With all that you’ve accomplished, you seem like an old soul in a young person’s body?
There’s not a moment to be wasted especially in the record world. Yeah, you got to take advantage of pretty much every minute you got. We had a big learning lesson on this record. ‘Cause with Invisible, I don’t know if a lot of people really realize this, but we cut that song and we completely scratched the whole thing. We re-cut it within four days. We took two months to record it the first time and four days the second time.
What was wrong with the first version?
It was just too much. I didn’t know that. I didn’t realize that. Somebody else pointed it out to me. I felt it in a sort of way but I hadn’t really paid attention to my own instinct. It was too big; I was trying way too hard. And it was the result of overcompensating for that whole sophomore thing.
I heard you got props from Paul McCartney backstage after the Grammy Invisible performance?

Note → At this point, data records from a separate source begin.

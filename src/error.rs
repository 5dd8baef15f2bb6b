//! Error types for the versioned metadata core.

use thiserror::Error;

/// Key/value storage errors
#[derive(Debug, Error)]
pub enum StorageError {
    #[error("Key not found: {0}")]
    NotFound(String),

    #[error("Storage I/O error: {0}")]
    Io(#[from] std::io::Error),

    #[error("Storage backend error: {0}")]
    Backend(String),

    #[error("Serialization error: {0}")]
    Serialization(String),

    #[error("Batch flushed more often than it was opened")]
    BatchUnderflow,
}

impl From<sled::Error> for StorageError {
    fn from(err: sled::Error) -> Self {
        StorageError::Backend(err.to_string())
    }
}

impl From<bincode::Error> for StorageError {
    fn from(err: bincode::Error) -> Self {
        StorageError::Serialization(err.to_string())
    }
}

/// Errors raised by the node model, linker, history walker and collector
#[derive(Debug, Error)]
pub enum CoreError {
    #[error("Not found: {0}")]
    NotFound(String),

    #[error("No such file or directory: {0}")]
    NoSuchFile(String),

    #[error("No such ref: {0}")]
    NoSuchRef(String),

    #[error("Bad node: {0}")]
    BadNode(String),

    #[error("Already exists: {0}")]
    AlreadyExists(String),

    #[error("Nothing changed since the last commit")]
    NoChange,

    #[error("Stage contains uncommitted changes")]
    StageNotEmpty,

    #[error("Conflict: {0}")]
    Conflict(String),

    #[error("Configuration error: {0}")]
    Config(String),

    #[error("Storage error: {0}")]
    Storage(#[from] StorageError),
}

impl CoreError {
    /// True for any "absent" condition, whether raised by the core or the store.
    pub fn is_not_found(&self) -> bool {
        matches!(
            self,
            CoreError::NotFound(_) | CoreError::Storage(StorageError::NotFound(_))
        )
    }

    pub(crate) fn bad_node(msg: impl Into<String>) -> Self {
        CoreError::BadNode(msg.into())
    }
}

impl From<config::ConfigError> for CoreError {
    fn from(err: config::ConfigError) -> Self {
        CoreError::Config(err.to_string())
    }
}

impl From<bincode::Error> for CoreError {
    fn from(err: bincode::Error) -> Self {
        CoreError::BadNode(format!("failed to decode node: {}", err))
    }
}

pub type Result<T, E = CoreError> = std::result::Result<T, E>;
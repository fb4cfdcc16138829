//! Ownership-scoped writes. Owner identity always comes from the
//! `AuthorizedContext` the gate produced, never from the request payload.

use chrono::Utc;
use uuid::Uuid;

use quill_db::Database;
use quill_types::api::{CreateCommentRequest, CreatePostRequest, PostPatch, UserPatch};
use quill_types::models::{Comment, Post, User};

use crate::convert::{parse_timestamp, user_from_row};
use crate::credentials;
use crate::error::{CoreError, CoreResult};
use crate::session::AuthorizedContext;

pub fn create_post(
    db: &Database,
    ctx: &AuthorizedContext,
    req: CreatePostRequest,
) -> CoreResult<Post> {
    let id = Uuid::new_v4();
    db.insert_post(&id.to_string(), &req.title, &req.body, &ctx.user_id.to_string())?;

    Ok(Post {
        id,
        title: req.title,
        body: req.body,
        user_id: ctx.user_id,
        created_at: Utc::now(),
    })
}

pub fn update_post(
    db: &Database,
    ctx: &AuthorizedContext,
    post_id: Uuid,
    patch: PostPatch,
) -> CoreResult<Post> {
    let row = db
        .get_post(&post_id.to_string())?
        .ok_or(CoreError::NotFound)?;
    if row.user_id != ctx.user_id.to_string() {
        return Err(CoreError::Forbidden);
    }

    let title = patch.title.unwrap_or(row.title);
    let body = patch.body.unwrap_or(row.body);
    db.update_post(&post_id.to_string(), &title, &body)?;

    Ok(Post {
        id: post_id,
        title,
        body,
        user_id: ctx.user_id,
        created_at: parse_timestamp(&row.created_at),
    })
}

pub fn delete_post(db: &Database, ctx: &AuthorizedContext, post_id: Uuid) -> CoreResult<()> {
    let row = db
        .get_post(&post_id.to_string())?
        .ok_or(CoreError::NotFound)?;
    if row.user_id != ctx.user_id.to_string() {
        return Err(CoreError::Forbidden);
    }

    db.delete_post(&post_id.to_string())?;
    Ok(())
}

pub fn create_comment(
    db: &Database,
    ctx: &AuthorizedContext,
    req: CreateCommentRequest,
) -> CoreResult<Comment> {
    // Comments attach only to posts that exist.
    if db.get_post(&req.post_id.to_string())?.is_none() {
        return Err(CoreError::NotFound);
    }

    let id = Uuid::new_v4();
    db.insert_comment(
        &id.to_string(),
        &req.body,
        &ctx.user_id.to_string(),
        &req.post_id.to_string(),
    )?;

    Ok(Comment {
        id,
        body: req.body,
        user_id: ctx.user_id,
        post_id: req.post_id,
        created_at: Utc::now(),
    })
}

/// Only the comment's own author may delete it. The parent post's owner
/// gets no moderation override; that would be a second authorization tier.
pub fn delete_comment(db: &Database, ctx: &AuthorizedContext, comment_id: Uuid) -> CoreResult<()> {
    let row = db
        .get_comment(&comment_id.to_string())?
        .ok_or(CoreError::NotFound)?;
    if row.user_id != ctx.user_id.to_string() {
        return Err(CoreError::Forbidden);
    }

    db.delete_comment(&comment_id.to_string())?;
    Ok(())
}

pub fn update_user(
    db: &Database,
    ctx: &AuthorizedContext,
    user_id: Uuid,
    patch: UserPatch,
) -> CoreResult<User> {
    if ctx.user_id != user_id {
        return Err(CoreError::Forbidden);
    }
    let row = db
        .get_user_by_id(&user_id.to_string())?
        .ok_or(CoreError::NotFound)?;

    let username = patch.username.unwrap_or(row.username);
    let email = patch.email.unwrap_or(row.email);

    // Re-check uniqueness when the keys change.
    if let Some(other) = db.get_user_by_username(&username)? {
        if other.id != row.id {
            return Err(CoreError::DuplicateKey("username"));
        }
    }
    if let Some(other) = db.get_user_by_email(&email)? {
        if other.id != row.id {
            return Err(CoreError::DuplicateKey("email"));
        }
    }

    // A changed password goes through the same hashing choke point as
    // registration; an unchanged one is left exactly as stored.
    let password_hash = match patch.password {
        Some(plaintext) => credentials::hash_password(&plaintext)?,
        None => row.password,
    };

    db.update_user(&user_id.to_string(), &username, &email, &password_hash)?;

    let updated = db
        .get_user_by_id(&user_id.to_string())?
        .ok_or(CoreError::NotFound)?;
    Ok(user_from_row(updated))
}

pub fn delete_user(db: &Database, ctx: &AuthorizedContext, user_id: Uuid) -> CoreResult<()> {
    if ctx.user_id != user_id {
        return Err(CoreError::Forbidden);
    }
    // Posts, comments, and live sessions cascade with the row.
    if db.delete_user(&user_id.to_string())? == 0 {
        return Err(CoreError::NotFound);
    }
    Ok(())
}

#[cfg(test)]
mod tests {
    use super::*;
    use crate::read_model;

    fn setup() -> (Database, AuthorizedContext, AuthorizedContext) {
        let db = Database::open_in_memory().unwrap();
        let alice = credentials::register(&db, "alice", "a@x.com", "pw1234").unwrap();
        let bob = credentials::register(&db, "bob", "b@x.com", "pw1234").unwrap();
        let alice_ctx = AuthorizedContext {
            user_id: alice.id,
            username: alice.username,
        };
        let bob_ctx = AuthorizedContext {
            user_id: bob.id,
            username: bob.username,
        };
        (db, alice_ctx, bob_ctx)
    }

    fn a_post(db: &Database, ctx: &AuthorizedContext) -> Post {
        create_post(
            db,
            ctx,
            CreatePostRequest {
                title: "title".into(),
                body: "body".into(),
            },
        )
        .unwrap()
    }

    #[test]
    fn non_owner_update_and_delete_are_forbidden() {
        let (db, alice, bob) = setup();
        let post = a_post(&db, &alice);

        assert!(matches!(
            update_post(&db, &bob, post.id, PostPatch::default()),
            Err(CoreError::Forbidden)
        ));
        assert!(matches!(
            delete_post(&db, &bob, post.id),
            Err(CoreError::Forbidden)
        ));

        // The post survives the refused delete.
        assert!(read_model::get_post(&db, post.id).is_ok());
    }

    #[test]
    fn owner_update_merges_patch_fields() {
        let (db, alice, _bob) = setup();
        let post = a_post(&db, &alice);

        let updated = update_post(
            &db,
            &alice,
            post.id,
            PostPatch {
                title: Some("new title".into()),
                body: None,
            },
        )
        .unwrap();
        assert_eq!(updated.title, "new title");
        assert_eq!(updated.body, "body");
    }

    #[test]
    fn mutating_a_missing_post_is_not_found() {
        let (db, alice, _bob) = setup();

        assert!(matches!(
            update_post(&db, &alice, Uuid::new_v4(), PostPatch::default()),
            Err(CoreError::NotFound)
        ));
        assert!(matches!(
            create_comment(
                &db,
                &alice,
                CreateCommentRequest {
                    post_id: Uuid::new_v4(),
                    body: "orphan".into()
                }
            ),
            Err(CoreError::NotFound)
        ));
    }

    #[test]
    fn comment_deletion_requires_comment_ownership() {
        let (db, alice, bob) = setup();
        let post = a_post(&db, &alice);
        let comment = create_comment(
            &db,
            &bob,
            CreateCommentRequest {
                post_id: post.id,
                body: "bob's".into(),
            },
        )
        .unwrap();

        // Even the post's owner cannot delete someone else's comment.
        assert!(matches!(
            delete_comment(&db, &alice, comment.id),
            Err(CoreError::Forbidden)
        ));
        delete_comment(&db, &bob, comment.id).unwrap();
        assert!(matches!(
            delete_comment(&db, &bob, comment.id),
            Err(CoreError::NotFound)
        ));
    }

    #[test]
    fn password_patch_rehashes_through_registration_path() {
        let (db, alice, _bob) = setup();

        update_user(
            &db,
            &alice,
            alice.user_id,
            UserPatch {
                password: Some("newpw5678".into()),
                ..Default::default()
            },
        )
        .unwrap();

        assert!(credentials::verify(&db, "a@x.com", "newpw5678").is_ok());
        assert!(matches!(
            credentials::verify(&db, "a@x.com", "pw1234"),
            Err(CoreError::InvalidCredentials)
        ));

        let row = db
            .get_user_by_id(&alice.user_id.to_string())
            .unwrap()
            .unwrap();
        assert!(row.password.starts_with("$argon2"));
    }

    #[test]
    fn users_may_only_touch_themselves() {
        let (db, alice, bob) = setup();

        assert!(matches!(
            update_user(&db, &alice, bob.user_id, UserPatch::default()),
            Err(CoreError::Forbidden)
        ));
        assert!(matches!(
            delete_user(&db, &alice, bob.user_id),
            Err(CoreError::Forbidden)
        ));

        delete_user(&db, &bob, bob.user_id).unwrap();
        assert!(db.get_user_by_id(&bob.user_id.to_string()).unwrap().is_none());
    }

    #[test]
    fn deleting_a_user_cascades_content_and_sessions() {
        let (db, alice, _bob) = setup();
        let post = a_post(&db, &alice);
        let session = crate::session::start(&db, alice.user_id, &alice.username).unwrap();

        delete_user(&db, &alice, alice.user_id).unwrap();

        assert!(matches!(
            read_model::get_post(&db, post.id),
            Err(CoreError::NotFound)
        ));
        assert!(matches!(
            crate::session::authorize(&db, Some(&session.token.to_string())),
            Err(CoreError::Unauthorized)
        ));
    }
}
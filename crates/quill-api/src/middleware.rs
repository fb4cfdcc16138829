use axum::{
    extract::{Request, State},
    http::HeaderMap,
    middleware::Next,
    response::{IntoResponse, Redirect, Response},
};
use axum_extra::extract::cookie::CookieJar;

use quill_core::session::{self, AuthorizedContext};

use crate::auth::AppState;
use crate::blocking;
use crate::error::ApiError;

pub const SESSION_COOKIE: &str = "quill_session";

/// One gate decision; the two policies below only differ in how they
/// render a refusal.
async fn gate(state: &AppState, headers: &HeaderMap) -> Result<AuthorizedContext, ApiError> {
    let token = CookieJar::from_headers(headers)
        .get(SESSION_COOKIE)
        .map(|c| c.value().to_string());

    let state = state.clone();
    blocking(move || session::authorize(&state.db, token.as_deref())).await
}

/// API policy: refusal surfaces as 401 with a JSON error body.
pub async fn require_auth(
    State(state): State<AppState>,
    mut req: Request,
    next: Next,
) -> Result<Response, ApiError> {
    let ctx = gate(&state, req.headers()).await?;
    req.extensions_mut().insert(ctx);
    Ok(next.run(req).await)
}

/// Page policy: refusal redirects to the login page.
pub async fn require_auth_page(
    State(state): State<AppState>,
    mut req: Request,
    next: Next,
) -> Response {
    match gate(&state, req.headers()).await {
        Ok(ctx) => {
            req.extensions_mut().insert(ctx);
            next.run(req).await
        }
        Err(_) => Redirect::to("/login").into_response(),
    }
}
use axum::{
    Extension, Json,
    extract::{Path, State},
    http::StatusCode,
    response::IntoResponse,
};
use uuid::Uuid;

use quill_core::mutations;
use quill_core::session::AuthorizedContext;
use quill_types::api::CreateCommentRequest;

use crate::auth::AppState;
use crate::blocking;
use crate::error::ApiError;

pub async fn create_comment(
    State(state): State<AppState>,
    Extension(ctx): Extension<AuthorizedContext>,
    Json(req): Json<CreateCommentRequest>,
) -> Result<impl IntoResponse, ApiError> {
    if req.body.trim().is_empty() {
        return Err(ApiError::BadRequest("comment must not be empty"));
    }

    let comment = blocking(move || mutations::create_comment(&state.db, &ctx, req)).await?;
    Ok((StatusCode::CREATED, Json(comment)))
}

pub async fn delete_comment(
    State(state): State<AppState>,
    Path(comment_id): Path<Uuid>,
    Extension(ctx): Extension<AuthorizedContext>,
) -> Result<impl IntoResponse, ApiError> {
    blocking(move || mutations::delete_comment(&state.db, &ctx, comment_id)).await?;
    Ok(StatusCode::NO_CONTENT)
}
pub mod api;
pub mod models;
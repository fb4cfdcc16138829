use thiserror::Error;

/// The full set of outcomes the core reports to the transport layer.
/// Everything except `Store` is a normal negative outcome; `Store` means
/// the backing database failed and is logged with context at the boundary.
#[derive(Debug, Error)]
pub enum CoreError {
    #[error("not found")]
    NotFound,

    #[error("no valid session")]
    Unauthorized,

    #[error("not the owner of this resource")]
    Forbidden,

    #[error("incorrect email or password")]
    InvalidCredentials,

    #[error("{0} already taken")]
    DuplicateKey(&'static str),

    #[error("no active session")]
    NoActiveSession,

    #[error("backing store unavailable")]
    Store(#[from] anyhow::Error),
}

pub type CoreResult<T> = Result<T, CoreError>;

I saw him walking past and I wasn’t going to stop him. There were so many people around. I wanted to say something but I was like, ‘There was so much going on... If there’s another time, good Lord willing, I’ll be able to say hello.’ Sure enough, as soon as I made that decision, he made his way towards me. And he looked at me twice, sort of a double take kind of thing, walked over to me, and shook my hand, complimented the performance, complimented the song, and yeah just said a lot of really cool things. And ironically, I was standing outside of Lindsey Buckingham’s dressing room so I could say hello to him. So that was pretty friggin’ cool.
And your emotional connection to Invisible runs pretty deep?
Yeah. I spent my whole life essentially not fitting in. I love music. I’m obsessed with it. And so therefore I’ve always had this one thing that’s consumed me but in a really cool way. But I didn’t really fit in.
Aren’t usually the “cool” kids into music?
You would think that would be the case but I think it’s because I’m just so obsessed with it. It’s a totally different kind of thing. And all the people I might hang around with in high school were all creatively driven towards something. We were all just sort of single-mindedly into whatever we were into. So the whole social scene was a real challenge for me. My brain was just taken elsewhere. And the thing I get to say before the song everyday at every show that we do, I introduce it by saying that: ‘I’m a music geek. I always have been and I always will be. And that’s exactly what I want for my life.’ For a long time, I didn’t fit in because of it, and now I fit in because of it – in a big way. And the importance of Invisible for me... if somebody needs to hear that in this moment, they’re going through whatever they’re passionate about, I want them to see whatever it is that makes them different is a good thing, not a bad thing.